=== Begin Enclosure ===

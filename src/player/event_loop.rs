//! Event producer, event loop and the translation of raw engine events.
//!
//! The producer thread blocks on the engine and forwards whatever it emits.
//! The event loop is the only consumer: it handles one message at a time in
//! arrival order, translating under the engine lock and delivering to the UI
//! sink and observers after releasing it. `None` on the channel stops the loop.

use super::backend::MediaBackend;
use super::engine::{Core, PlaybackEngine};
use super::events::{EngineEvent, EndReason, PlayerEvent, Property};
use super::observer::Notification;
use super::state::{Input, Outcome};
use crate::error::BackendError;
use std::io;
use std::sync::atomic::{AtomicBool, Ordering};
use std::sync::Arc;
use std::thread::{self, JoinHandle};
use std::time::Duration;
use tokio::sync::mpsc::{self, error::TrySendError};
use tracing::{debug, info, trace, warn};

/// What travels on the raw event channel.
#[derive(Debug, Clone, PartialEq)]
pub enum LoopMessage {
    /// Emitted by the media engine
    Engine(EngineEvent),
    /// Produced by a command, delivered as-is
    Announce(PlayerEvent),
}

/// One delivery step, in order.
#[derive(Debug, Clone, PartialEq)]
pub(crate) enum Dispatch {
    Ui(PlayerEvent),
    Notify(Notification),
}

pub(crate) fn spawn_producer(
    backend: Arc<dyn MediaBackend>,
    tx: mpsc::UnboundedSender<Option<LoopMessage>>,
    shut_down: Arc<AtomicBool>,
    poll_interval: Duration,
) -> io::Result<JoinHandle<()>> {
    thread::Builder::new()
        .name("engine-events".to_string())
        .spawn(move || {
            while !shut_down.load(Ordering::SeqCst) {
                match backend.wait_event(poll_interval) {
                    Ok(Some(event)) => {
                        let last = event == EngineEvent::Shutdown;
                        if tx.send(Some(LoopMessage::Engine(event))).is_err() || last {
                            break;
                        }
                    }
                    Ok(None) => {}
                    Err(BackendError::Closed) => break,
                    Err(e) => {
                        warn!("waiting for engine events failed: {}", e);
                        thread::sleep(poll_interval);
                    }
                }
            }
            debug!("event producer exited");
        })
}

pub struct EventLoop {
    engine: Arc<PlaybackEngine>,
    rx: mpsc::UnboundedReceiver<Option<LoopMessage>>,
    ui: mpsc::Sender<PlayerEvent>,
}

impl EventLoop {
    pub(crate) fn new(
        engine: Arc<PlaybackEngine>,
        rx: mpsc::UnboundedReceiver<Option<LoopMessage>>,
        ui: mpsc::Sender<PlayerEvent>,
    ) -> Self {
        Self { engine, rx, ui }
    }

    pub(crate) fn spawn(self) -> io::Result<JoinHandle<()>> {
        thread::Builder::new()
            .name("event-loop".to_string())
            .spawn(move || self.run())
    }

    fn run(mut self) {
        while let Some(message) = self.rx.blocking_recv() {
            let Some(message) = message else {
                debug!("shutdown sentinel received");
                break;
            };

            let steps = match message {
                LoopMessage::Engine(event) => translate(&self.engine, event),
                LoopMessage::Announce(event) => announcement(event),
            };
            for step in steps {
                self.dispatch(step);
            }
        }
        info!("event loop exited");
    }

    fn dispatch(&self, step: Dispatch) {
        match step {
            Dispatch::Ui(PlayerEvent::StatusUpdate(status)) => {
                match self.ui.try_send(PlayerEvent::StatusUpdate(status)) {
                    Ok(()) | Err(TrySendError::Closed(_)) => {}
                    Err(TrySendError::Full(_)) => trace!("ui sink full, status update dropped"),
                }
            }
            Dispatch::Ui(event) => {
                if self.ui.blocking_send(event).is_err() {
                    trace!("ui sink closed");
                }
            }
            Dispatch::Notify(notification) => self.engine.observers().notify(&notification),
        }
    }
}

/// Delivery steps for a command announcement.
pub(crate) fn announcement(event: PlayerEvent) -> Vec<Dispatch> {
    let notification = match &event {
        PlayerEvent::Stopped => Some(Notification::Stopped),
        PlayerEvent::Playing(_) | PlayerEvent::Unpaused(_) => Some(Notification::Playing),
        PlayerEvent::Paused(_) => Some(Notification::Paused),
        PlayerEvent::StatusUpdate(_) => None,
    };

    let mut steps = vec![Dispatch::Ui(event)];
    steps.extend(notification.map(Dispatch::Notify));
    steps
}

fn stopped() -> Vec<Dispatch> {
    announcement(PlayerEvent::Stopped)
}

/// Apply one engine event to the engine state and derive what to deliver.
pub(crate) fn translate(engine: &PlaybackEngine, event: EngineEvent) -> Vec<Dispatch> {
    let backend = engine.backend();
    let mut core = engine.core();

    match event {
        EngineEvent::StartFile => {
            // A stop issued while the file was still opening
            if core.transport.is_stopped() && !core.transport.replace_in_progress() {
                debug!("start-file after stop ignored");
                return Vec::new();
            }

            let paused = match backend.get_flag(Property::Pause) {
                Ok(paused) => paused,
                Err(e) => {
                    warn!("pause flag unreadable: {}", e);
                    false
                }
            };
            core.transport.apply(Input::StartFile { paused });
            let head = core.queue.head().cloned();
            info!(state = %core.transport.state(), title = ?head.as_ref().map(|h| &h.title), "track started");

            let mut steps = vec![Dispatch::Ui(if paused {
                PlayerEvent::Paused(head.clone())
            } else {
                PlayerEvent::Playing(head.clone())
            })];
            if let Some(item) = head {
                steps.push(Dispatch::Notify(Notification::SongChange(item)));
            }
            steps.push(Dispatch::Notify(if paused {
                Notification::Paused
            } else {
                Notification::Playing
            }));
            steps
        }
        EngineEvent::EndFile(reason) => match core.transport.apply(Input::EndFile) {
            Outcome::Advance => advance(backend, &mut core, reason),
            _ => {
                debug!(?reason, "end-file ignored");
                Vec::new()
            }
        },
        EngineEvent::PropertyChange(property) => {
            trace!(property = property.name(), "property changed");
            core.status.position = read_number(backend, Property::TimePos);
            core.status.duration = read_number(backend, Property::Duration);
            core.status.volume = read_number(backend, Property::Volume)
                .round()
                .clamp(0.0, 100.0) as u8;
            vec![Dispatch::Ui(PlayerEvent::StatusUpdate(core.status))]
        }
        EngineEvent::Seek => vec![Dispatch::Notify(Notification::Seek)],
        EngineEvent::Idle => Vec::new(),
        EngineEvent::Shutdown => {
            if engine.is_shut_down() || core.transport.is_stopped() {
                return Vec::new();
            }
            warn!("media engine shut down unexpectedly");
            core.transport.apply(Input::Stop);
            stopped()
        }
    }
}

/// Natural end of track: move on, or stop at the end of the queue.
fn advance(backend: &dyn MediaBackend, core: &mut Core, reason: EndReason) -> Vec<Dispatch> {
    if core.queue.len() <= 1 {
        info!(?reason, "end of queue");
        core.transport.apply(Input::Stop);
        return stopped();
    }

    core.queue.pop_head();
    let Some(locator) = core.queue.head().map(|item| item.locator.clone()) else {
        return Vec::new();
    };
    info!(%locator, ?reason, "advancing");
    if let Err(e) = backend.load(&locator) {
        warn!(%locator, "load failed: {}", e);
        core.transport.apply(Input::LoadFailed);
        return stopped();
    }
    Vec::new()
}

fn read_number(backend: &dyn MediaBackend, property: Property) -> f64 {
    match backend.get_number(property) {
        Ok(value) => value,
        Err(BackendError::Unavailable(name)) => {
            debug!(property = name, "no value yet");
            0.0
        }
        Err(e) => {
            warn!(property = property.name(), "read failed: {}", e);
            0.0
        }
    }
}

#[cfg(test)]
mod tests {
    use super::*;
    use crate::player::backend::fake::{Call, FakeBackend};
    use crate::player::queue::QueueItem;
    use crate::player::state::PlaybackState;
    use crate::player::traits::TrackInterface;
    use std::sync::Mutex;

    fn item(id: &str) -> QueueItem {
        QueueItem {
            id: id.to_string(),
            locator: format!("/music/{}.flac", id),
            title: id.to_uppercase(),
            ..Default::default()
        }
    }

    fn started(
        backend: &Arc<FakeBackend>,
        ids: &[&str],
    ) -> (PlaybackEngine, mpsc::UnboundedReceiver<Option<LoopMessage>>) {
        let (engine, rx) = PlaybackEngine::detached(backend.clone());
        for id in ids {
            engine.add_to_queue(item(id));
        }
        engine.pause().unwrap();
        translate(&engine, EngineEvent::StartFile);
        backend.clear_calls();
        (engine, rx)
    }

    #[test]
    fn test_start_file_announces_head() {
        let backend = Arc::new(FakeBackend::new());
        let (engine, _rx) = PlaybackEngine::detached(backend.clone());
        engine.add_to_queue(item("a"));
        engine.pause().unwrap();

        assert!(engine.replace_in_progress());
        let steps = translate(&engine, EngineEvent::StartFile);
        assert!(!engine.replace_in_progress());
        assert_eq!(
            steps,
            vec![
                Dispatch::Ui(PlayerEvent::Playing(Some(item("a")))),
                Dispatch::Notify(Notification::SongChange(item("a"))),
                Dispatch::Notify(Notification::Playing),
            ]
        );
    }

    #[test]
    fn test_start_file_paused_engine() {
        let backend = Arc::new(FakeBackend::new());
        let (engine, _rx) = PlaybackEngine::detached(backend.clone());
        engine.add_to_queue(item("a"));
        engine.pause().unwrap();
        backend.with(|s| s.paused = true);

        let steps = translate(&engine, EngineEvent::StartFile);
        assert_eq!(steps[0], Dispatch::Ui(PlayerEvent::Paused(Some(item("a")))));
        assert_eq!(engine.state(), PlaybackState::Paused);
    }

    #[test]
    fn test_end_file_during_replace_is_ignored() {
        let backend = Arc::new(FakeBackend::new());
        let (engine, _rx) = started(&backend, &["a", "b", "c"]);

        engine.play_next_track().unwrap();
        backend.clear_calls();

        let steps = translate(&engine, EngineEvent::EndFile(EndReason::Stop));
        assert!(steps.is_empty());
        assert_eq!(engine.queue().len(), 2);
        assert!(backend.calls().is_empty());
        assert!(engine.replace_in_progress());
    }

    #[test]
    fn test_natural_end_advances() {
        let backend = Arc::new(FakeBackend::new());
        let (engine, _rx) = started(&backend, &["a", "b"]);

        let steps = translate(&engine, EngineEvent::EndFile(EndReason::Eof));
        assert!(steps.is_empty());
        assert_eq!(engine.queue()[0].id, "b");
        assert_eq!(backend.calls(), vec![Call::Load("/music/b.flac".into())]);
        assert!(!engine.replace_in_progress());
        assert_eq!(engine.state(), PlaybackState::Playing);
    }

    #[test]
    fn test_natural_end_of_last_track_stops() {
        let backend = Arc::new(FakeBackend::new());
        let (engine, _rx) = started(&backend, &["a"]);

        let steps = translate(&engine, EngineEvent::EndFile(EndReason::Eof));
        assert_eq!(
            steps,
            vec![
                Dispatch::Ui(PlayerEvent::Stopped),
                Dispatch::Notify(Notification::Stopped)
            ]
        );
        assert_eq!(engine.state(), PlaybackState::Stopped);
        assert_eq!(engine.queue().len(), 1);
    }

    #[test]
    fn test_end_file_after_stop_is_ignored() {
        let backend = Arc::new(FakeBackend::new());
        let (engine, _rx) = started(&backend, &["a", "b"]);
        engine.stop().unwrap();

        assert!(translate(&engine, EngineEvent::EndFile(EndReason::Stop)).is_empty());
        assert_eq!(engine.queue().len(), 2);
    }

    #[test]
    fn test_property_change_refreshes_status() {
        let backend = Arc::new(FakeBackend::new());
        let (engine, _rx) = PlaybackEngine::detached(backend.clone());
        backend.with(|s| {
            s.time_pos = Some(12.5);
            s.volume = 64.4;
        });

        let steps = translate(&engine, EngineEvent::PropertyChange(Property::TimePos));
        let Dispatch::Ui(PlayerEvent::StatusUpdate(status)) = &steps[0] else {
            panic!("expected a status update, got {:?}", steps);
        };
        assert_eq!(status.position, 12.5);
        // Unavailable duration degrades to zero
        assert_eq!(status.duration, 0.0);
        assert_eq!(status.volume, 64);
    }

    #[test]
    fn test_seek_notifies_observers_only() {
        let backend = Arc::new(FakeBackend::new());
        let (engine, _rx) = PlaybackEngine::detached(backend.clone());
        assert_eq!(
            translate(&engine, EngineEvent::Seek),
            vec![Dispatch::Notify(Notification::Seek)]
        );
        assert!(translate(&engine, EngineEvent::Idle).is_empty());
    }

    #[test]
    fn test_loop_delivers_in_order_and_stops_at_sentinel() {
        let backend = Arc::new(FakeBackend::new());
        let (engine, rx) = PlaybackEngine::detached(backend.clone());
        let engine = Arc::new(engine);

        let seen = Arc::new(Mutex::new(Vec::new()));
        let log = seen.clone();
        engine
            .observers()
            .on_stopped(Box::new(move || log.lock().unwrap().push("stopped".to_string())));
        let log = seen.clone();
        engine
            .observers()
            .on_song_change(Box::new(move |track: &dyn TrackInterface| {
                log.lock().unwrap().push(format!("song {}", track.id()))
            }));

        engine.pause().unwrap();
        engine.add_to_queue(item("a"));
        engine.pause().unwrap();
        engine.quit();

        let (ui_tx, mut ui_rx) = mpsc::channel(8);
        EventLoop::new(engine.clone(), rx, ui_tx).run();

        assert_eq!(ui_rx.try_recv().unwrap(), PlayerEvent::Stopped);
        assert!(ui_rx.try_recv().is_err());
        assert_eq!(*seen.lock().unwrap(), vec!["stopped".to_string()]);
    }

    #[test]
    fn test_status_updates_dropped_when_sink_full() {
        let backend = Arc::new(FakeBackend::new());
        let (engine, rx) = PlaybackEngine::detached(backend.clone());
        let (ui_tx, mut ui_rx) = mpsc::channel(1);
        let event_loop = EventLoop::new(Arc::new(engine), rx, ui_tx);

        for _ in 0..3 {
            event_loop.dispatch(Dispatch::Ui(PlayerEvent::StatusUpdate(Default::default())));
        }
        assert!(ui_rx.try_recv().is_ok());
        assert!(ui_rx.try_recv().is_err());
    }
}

=== End Enclosure ===
=== Begin Enclosure ===

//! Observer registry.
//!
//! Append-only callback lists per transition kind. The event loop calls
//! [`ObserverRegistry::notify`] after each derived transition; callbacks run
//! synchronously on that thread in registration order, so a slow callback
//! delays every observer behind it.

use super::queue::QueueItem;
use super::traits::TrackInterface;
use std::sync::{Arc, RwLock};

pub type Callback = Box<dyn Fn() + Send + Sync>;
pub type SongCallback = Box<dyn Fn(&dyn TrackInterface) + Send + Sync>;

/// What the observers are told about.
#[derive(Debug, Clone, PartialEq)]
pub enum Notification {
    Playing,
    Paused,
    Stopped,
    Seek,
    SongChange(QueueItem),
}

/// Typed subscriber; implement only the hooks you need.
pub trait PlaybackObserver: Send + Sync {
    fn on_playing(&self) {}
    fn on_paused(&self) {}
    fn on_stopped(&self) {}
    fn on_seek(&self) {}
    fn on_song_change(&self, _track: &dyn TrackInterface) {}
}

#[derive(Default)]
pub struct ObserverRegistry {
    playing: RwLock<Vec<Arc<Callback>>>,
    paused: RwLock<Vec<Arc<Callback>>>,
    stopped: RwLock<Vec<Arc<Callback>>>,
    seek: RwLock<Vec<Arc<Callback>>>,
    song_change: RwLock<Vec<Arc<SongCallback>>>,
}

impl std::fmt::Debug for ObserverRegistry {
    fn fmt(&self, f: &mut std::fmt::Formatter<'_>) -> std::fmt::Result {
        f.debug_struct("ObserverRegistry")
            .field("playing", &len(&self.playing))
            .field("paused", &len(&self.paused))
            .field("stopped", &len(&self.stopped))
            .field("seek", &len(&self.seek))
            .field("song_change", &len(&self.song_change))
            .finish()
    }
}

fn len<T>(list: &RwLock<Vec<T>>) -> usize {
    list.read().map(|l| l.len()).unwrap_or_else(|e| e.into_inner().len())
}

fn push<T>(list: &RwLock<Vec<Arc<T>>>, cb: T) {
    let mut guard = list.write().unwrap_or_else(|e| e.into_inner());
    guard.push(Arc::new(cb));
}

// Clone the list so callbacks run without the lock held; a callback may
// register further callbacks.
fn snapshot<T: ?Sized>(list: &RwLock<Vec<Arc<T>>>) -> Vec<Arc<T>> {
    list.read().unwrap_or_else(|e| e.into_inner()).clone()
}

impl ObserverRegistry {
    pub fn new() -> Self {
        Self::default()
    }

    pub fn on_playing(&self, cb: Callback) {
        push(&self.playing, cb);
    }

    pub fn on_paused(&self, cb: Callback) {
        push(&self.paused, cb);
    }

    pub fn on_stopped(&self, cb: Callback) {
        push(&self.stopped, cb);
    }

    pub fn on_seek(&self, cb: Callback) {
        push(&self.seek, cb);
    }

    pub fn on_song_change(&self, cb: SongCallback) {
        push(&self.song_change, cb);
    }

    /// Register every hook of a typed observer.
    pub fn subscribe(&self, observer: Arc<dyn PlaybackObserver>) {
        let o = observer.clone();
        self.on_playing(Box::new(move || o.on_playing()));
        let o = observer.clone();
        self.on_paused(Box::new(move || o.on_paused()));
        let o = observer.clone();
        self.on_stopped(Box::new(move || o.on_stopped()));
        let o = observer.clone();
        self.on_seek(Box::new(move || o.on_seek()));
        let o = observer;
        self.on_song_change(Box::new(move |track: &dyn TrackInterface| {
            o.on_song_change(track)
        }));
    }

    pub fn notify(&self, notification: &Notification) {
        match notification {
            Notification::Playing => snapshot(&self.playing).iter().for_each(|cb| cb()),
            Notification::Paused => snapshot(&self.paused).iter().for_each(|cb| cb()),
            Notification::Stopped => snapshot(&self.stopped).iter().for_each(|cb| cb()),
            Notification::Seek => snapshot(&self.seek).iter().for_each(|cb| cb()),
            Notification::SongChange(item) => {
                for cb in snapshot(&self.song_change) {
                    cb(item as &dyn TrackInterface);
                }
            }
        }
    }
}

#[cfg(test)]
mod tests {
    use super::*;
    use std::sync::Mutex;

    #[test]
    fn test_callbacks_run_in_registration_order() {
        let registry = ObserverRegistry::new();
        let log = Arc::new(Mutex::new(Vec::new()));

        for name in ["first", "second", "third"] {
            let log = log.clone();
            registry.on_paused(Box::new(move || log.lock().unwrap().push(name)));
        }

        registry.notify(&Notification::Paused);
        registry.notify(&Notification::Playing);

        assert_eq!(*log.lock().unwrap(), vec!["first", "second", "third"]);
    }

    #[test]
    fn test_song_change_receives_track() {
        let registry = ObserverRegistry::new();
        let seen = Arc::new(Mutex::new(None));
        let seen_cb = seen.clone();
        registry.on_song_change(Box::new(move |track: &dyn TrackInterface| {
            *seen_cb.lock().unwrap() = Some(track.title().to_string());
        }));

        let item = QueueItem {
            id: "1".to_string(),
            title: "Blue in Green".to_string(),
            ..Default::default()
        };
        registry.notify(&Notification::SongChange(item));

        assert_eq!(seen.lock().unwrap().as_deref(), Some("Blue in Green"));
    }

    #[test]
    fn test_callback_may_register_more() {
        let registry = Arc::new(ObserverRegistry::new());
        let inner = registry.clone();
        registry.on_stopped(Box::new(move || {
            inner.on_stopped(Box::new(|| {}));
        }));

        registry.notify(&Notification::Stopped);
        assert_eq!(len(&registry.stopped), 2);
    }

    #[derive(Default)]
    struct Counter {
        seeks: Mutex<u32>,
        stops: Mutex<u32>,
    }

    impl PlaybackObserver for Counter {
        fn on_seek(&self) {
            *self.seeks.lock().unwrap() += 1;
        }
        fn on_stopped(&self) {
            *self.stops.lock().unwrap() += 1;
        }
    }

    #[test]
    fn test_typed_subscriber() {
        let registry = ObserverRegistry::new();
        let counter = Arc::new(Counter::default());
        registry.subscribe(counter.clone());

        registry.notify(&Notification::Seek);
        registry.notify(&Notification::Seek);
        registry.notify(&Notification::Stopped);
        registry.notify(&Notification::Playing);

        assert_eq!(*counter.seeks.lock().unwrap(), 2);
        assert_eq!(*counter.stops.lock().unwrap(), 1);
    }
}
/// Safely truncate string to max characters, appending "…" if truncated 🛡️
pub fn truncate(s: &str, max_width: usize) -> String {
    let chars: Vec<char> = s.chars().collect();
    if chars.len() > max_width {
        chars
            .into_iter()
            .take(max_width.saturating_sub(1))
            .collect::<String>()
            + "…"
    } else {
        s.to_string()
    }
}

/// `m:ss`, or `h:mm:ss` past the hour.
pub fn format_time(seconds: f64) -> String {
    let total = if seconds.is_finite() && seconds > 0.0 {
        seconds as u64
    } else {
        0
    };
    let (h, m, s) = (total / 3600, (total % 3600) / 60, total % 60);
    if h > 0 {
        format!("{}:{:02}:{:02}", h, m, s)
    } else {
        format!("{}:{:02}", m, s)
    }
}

=== End Enclosure ===

Each line of the listing that contains the word "thread" must be copied.

//! The producer thread blocks on the engine and forwards whatever it emits.
use std::thread::{self, JoinHandle};
    thread::Builder::new()
                        thread::sleep(poll_interval);
        thread::Builder::new()
//! synchronously on that thread in registration order, so a slow callback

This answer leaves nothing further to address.